■ ACTIVITY
Transcribe the records below exactly as they appear.

*** PROVIDED RECORDS

#[pymethods]
impl PyQList {
    #[new]
    fn new() -> Self {
        Self::default()
    }

    #[getter]
    fn o_type(&self) -> u8 {
        QType::List.as_u8()
    }

    /// A plain list view; items are the stored objects, not copies.
    #[getter]
    fn value<'py>(&self, py: Python<'py>) -> Bound<'py, PyList> {
        PyList::new_bound(py, self.value.iter().map(|v| v.clone_ref(py)))
    }

    fn qlist_append(&mut self, val: &Bound<'_, PyAny>) -> PyResult<()> {
        self.value.push(into_node(val)?);
        Ok(())
    }

    fn qlist_append_bool(&mut self, py: Python<'_>, val: bool) -> PyResult<()> {
        self.value.push(Py::new(py, PyQBool::new(val))?.into_py(py));
        Ok(())
    }

    fn qlist_append_int(&mut self, val: &Bound<'_, PyAny>) -> PyResult<()> {
        let py = val.py();
        self.value.push(Py::new(py, PyQNum::new(val)?)?.into_py(py));
        Ok(())
    }

    fn qlist_append_null(&mut self, py: Python<'_>) -> PyResult<()> {
        self.value.push(Py::new(py, PyQNull)?.into_py(py));
        Ok(())
    }

    fn qlist_append_str(&mut self, py: Python<'_>, val: String) -> PyResult<()> {
        self.value.push(Py::new(py, PyQString::new(val))?.into_py(py));
        Ok(())
    }

    fn __len__(&self) -> usize {
        self.value.len()
    }

    fn __bool__(&self) -> bool {
        !self.value.is_empty()
    }

    fn __getitem__(&self, py: Python<'_>, index: isize) -> PyResult<PyObject> {
        Ok(self.value[self.resolve(index)?].clone_ref(py))
    }

    fn __setitem__(&mut self, index: isize, val: &Bound<'_, PyAny>) -> PyResult<()> {
        let index = self.resolve(index)?;
        self.value[index] = into_node(val)?;
        Ok(())
    }

    fn __iter__<'py>(&self, py: Python<'py>) -> PyResult<Bound<'py, PyIterator>> {
        self.value(py).as_any().iter()
    }

    fn __str__(slf: &Bound<'_, Self>) -> PyResult<String> {
        Ok(to_qobject(slf.as_any())?.to_string())
    }

    fn __repr__(slf: &Bound<'_, Self>) -> PyResult<String> {
        Self::__str__(slf)
    }

    fn __traverse__(&self, visit: PyVisit<'_>) -> Result<(), PyTraverseError> {
        for v in &self.value {
            visit.call(v)?;
        }
        Ok(())
    }

    fn __clear__(&mut self) {
        self.value.clear();
    }
}

// =============================================================================
// Job submission
// =============================================================================

/// Job queue entry point for scripts.
#[pyclass(name = "RapidAnalysis", module = "pyqemu")]
#[derive(Debug)]
pub struct PyRapidAnalysis;

#[pymethods]
impl PyRapidAnalysis {
    /// Submit `jobmsg` to `queue`. `bytes`/`bytearray` payloads are forwarded
    /// unchanged; anything else is encoded as a QObject message.
    #[staticmethod]
    #[pyo3(name = "addJob")]
    fn add_job(queue: &str, jobmsg: &Bound<'_, PyAny>) -> PyResult<()> {
        let queue = QueueName::from_string(queue)?;
        let client =
            JobClient::with_encoding(runtime::backend()?, runtime::config().plugin.job_encoding);

        if let Ok(raw) = jobmsg.downcast::<PyBytes>() {
            return Ok(client.add_raw_job(&queue, raw.as_bytes())?);
        }
        if let Ok(raw) = jobmsg.downcast::<PyByteArray>() {
            return Ok(client.add_raw_job(&queue, &raw.to_vec())?);
        }
        Ok(client.add_job(&queue, &to_qobject(jobmsg)?)?)
    }
}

******

■ SOLUTION
#[pymethods]
impl PyQList {
    #[new]
    fn new() -> Self {
        Self::default()
    }

    #[getter]
    fn o_type(&self) -> u8 {
        QType::List.as_u8()
    }

    /// A plain list view; items are the stored objects, not copies.
    #[getter]
    fn value<'py>(&self, py: Python<'py>) -> Bound<'py, PyList> {
        PyList::new_bound(py, self.value.iter().map(|v| v.clone_ref(py)))
    }

    fn qlist_append(&mut self, val: &Bound<'_, PyAny>) -> PyResult<()> {
        self.value.push(into_node(val)?);
        Ok(())
    }

    fn qlist_append_bool(&mut self, py: Python<'_>, val: bool) -> PyResult<()> {
        self.value.push(Py::new(py, PyQBool::new(val))?.into_py(py));
        Ok(())
    }

    fn qlist_append_int(&mut self, val: &Bound<'_, PyAny>) -> PyResult<()> {
        let py = val.py();
        self.value.push(Py::new(py, PyQNum::new(val)?)?.into_py(py));
        Ok(())
    }

    fn qlist_append_null(&mut self, py: Python<'_>) -> PyResult<()> {
        self.value.push(Py::new(py, PyQNull)?.into_py(py));
        Ok(())
    }

    fn qlist_append_str(&mut self, py: Python<'_>, val: String) -> PyResult<()> {
        self.value.push(Py::new(py, PyQString::new(val))?.into_py(py));
        Ok(())
    }

    fn __len__(&self) -> usize {
        self.value.len()
    }

    fn __bool__(&self) -> bool {
        !self.value.is_empty()
    }

    fn __getitem__(&self, py: Python<'_>, index: isize) -> PyResult<PyObject> {
        Ok(self.value[self.resolve(index)?].clone_ref(py))
    }

    fn __setitem__(&mut self, index: isize, val: &Bound<'_, PyAny>) -> PyResult<()> {
        let index = self.resolve(index)?;
        self.value[index] = into_node(val)?;
        Ok(())
    }

    fn __iter__<'py>(&self, py: Python<'py>) -> PyResult<Bound<'py, PyIterator>> {
        self.value(py).as_any().iter()
    }

    fn __str__(slf: &Bound<'_, Self>) -> PyResult<String> {
        Ok(to_qobject(slf.as_any())?.to_string())
    }

    fn __repr__(slf: &Bound<'_, Self>) -> PyResult<String> {
        Self::__str__(slf)
    }

    fn __traverse__(&self, visit: PyVisit<'_>) -> Result<(), PyTraverseError> {
        for v in &self.value {
            visit.call(v)?;
        }
        Ok(())
    }

    fn __clear__(&mut self) {
        self.value.clear();
    }
}

// =============================================================================
// Job submission
// =============================================================================

/// Job queue entry point for scripts.
#[pyclass(name = "RapidAnalysis", module = "pyqemu")]
#[derive(Debug)]
pub struct PyRapidAnalysis;

#[pymethods]
impl PyRapidAnalysis {
    /// Submit `jobmsg` to `queue`. `bytes`/`bytearray` payloads are forwarded
    /// unchanged; anything else is encoded as a QObject message.
    #[staticmethod]
    #[pyo3(name = "addJob")]
    fn add_job(queue: &str, jobmsg: &Bound<'_, PyAny>) -> PyResult<()> {
        let queue = QueueName::from_string(queue)?;
        let client =
            JobClient::with_encoding(runtime::backend()?, runtime::config().plugin.job_encoding);

        if let Ok(raw) = jobmsg.downcast::<PyBytes>() {
            return Ok(client.add_raw_job(&queue, raw.as_bytes())?);
        }
        if let Ok(raw) = jobmsg.downcast::<PyByteArray>() {
            return Ok(client.add_raw_job(&queue, &raw.to_vec())?);
        }
        Ok(client.add_job(&queue, &to_qobject(jobmsg)?)?)
    }
}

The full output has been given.